Due to an upsurge in monkeypox cases reported from various countries throughout the world, the health ministry has intensified surveillance at entry ports and border areas. Despite the fact that no cases have yet been reported in neighbouring countries, health experts say the government is keeping a tight eye on the situation.
As part of precautionary measures, the health ministry has begun screening for monkeypox symptoms at the Paro international airport and border areas.
Symptoms include blisters on the hands, body, face, eyes, mouth, feet, or genitals, as well as swollen lymph nodes, fever, headache, muscular discomfort, and backache.
“We developed the monkeypox management recommendations. We’ve activated the surveillance system, which means that if health professionals find monkeypox, they’ll report it online, and we’ll get an SMS alert and perhaps notify the contact tracing system ” The health ministry’s Officiating Director of Public Health, Rixin Jamtsho, claimed as much.
He went on to say that because the monkeypox virus spreads through contact with body fluids, monkeypox lesions, and contaminated shared items, bans and processes like COVID-19 are superfluous.

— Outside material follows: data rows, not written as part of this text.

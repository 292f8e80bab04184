//! Tests for core_kernel error types

use core_kernel::error::CoreError;
use core_kernel::money::MoneyError;

#[test]
fn test_core_error_validation() {
    let error = CoreError::validation("Invalid input");

    match error {
        CoreError::Validation(msg) => assert_eq!(msg, "Invalid input"),
        _ => panic!("Expected Validation error"),
    }
}

#[test]
fn test_core_error_invalid_state() {
    let error = CoreError::invalid_state("Cannot transition from Approved to Pending");

    match error {
        CoreError::InvalidStateTransition(msg) => assert!(msg.contains("Cannot transition")),
        _ => panic!("Expected InvalidStateTransition error"),
    }
}

#[test]
fn test_core_error_not_found() {
    let error = CoreError::not_found("Claim not found");

    match error {
        CoreError::NotFound(msg) => assert_eq!(msg, "Claim not found"),
        _ => panic!("Expected NotFound error"),
    }
}

#[test]
fn test_core_error_from_money_error() {
    let money_error = MoneyError::CurrencyMismatch("ZAR".to_string(), "USD".to_string());
    let core_error: CoreError = money_error.into();

    assert!(matches!(core_error, CoreError::Money(_)));
}

#[test]
fn test_core_error_display() {
    let error = CoreError::validation("Test error");
    let display = format!("{}", error);

    assert!(display.contains("Validation error"));
}

#[test]
fn test_core_error_configuration() {
    let error = CoreError::Configuration("Missing config".to_string());

    match error {
        CoreError::Configuration(msg) => assert_eq!(msg, "Missing config"),
        _ => panic!("Expected Configuration error"),
    }
}
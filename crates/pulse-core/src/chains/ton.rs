//! TON. HTTP probes only; TON providers expose no block subscription.

use serde_json::json;

use crate::{
    chains::{MetricKind, RpcCall, METRIC_NAME},
    registry::MetricSpec,
};

const BLOCK_HEADER_SEQNO: u64 = 39_064_874;
const WALLET_MASTER_ADDRESS: &str = "EQCxE6mUtQJKFnGfaROTKOt1lZbDiiX1kCixRv7Nw2Id_sDs";
const OWNER_SLICE: &str = "te6cckEBAQEAJAAAQ4AbUzrTQYTUv8s/I9ds2TSZgRjyrgl2S2LKcZMEFcxj6PARy3rF";

pub(crate) fn default_metrics() -> Vec<MetricSpec> {
    vec![
        MetricSpec::new(
            MetricKind::HttpCallLatency(RpcCall::new("getConsensusBlock", None)),
            METRIC_NAME,
        ),
        MetricSpec::new(
            MetricKind::HttpCallLatency(RpcCall::new(
                "getBlockHeader",
                Some(json!({
                    "workchain": -1,
                    "shard": "-9223372036854775808",
                    "seqno": BLOCK_HEADER_SEQNO,
                })),
            )),
            METRIC_NAME,
        ),
        MetricSpec::new(
            MetricKind::HttpCallLatency(RpcCall::new(
                "runGetMethod",
                Some(json!({
                    "address": WALLET_MASTER_ADDRESS,
                    "method": "get_wallet_address",
                    "stack": [["tvm.Slice", OWNER_SLICE]],
                })),
            )),
            METRIC_NAME,
        ),
    ]
}
//! HTTP middleware for the collection entrypoint.

pub mod auth;
pub mod request_id;

pub use auth::bearer_auth_middleware;
pub use request_id::{request_id_layers, request_id_of, UuidRequestId, X_REQUEST_ID};
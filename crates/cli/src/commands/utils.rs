//! Status output. Everything here goes to stderr so stdout carries only the
//! payload and can be piped.

pub fn print_success(message: &str) {
    eprintln!("[SUCCESS] {message}");
}

pub fn print_warning(message: &str) {
    eprintln!("[WARNING] {message}");
}

pub fn print_info(message: &str) {
    eprintln!("[INFO] {message}");
}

Contract tracking will be easier due of the ease with which monkeypox can be diagnosed, and there will be no need for facility isolation or quarantine. Individuals should practise proper personal hygiene to keep the virus at bay, according to the ministry.
“Monkeypox is a virus similar to chickenpox, however it is less contagious. However, it will be determined by the risk group. Compilations could be provided to a weak person with immunodeficiency-like conditions, as well as cancer patients, diabetics, and others ” The Officiating Director made a point about it.
According to the Health Minister, a few countries committed their support and assistance in the case of a monkeypox outbreak in Bhutan at the recent World Health Assembly.
Meanwhile, the World Health Organization has created monkeypox research priorities in response to an upsurge in cases in non-endemic nations.
The WHO has recorded nearly 800 confirmed cases of monkeypox from 27 countries where the virus is not prevalent.
On a global scale, the WHO has assessed the risk as moderate for the time being.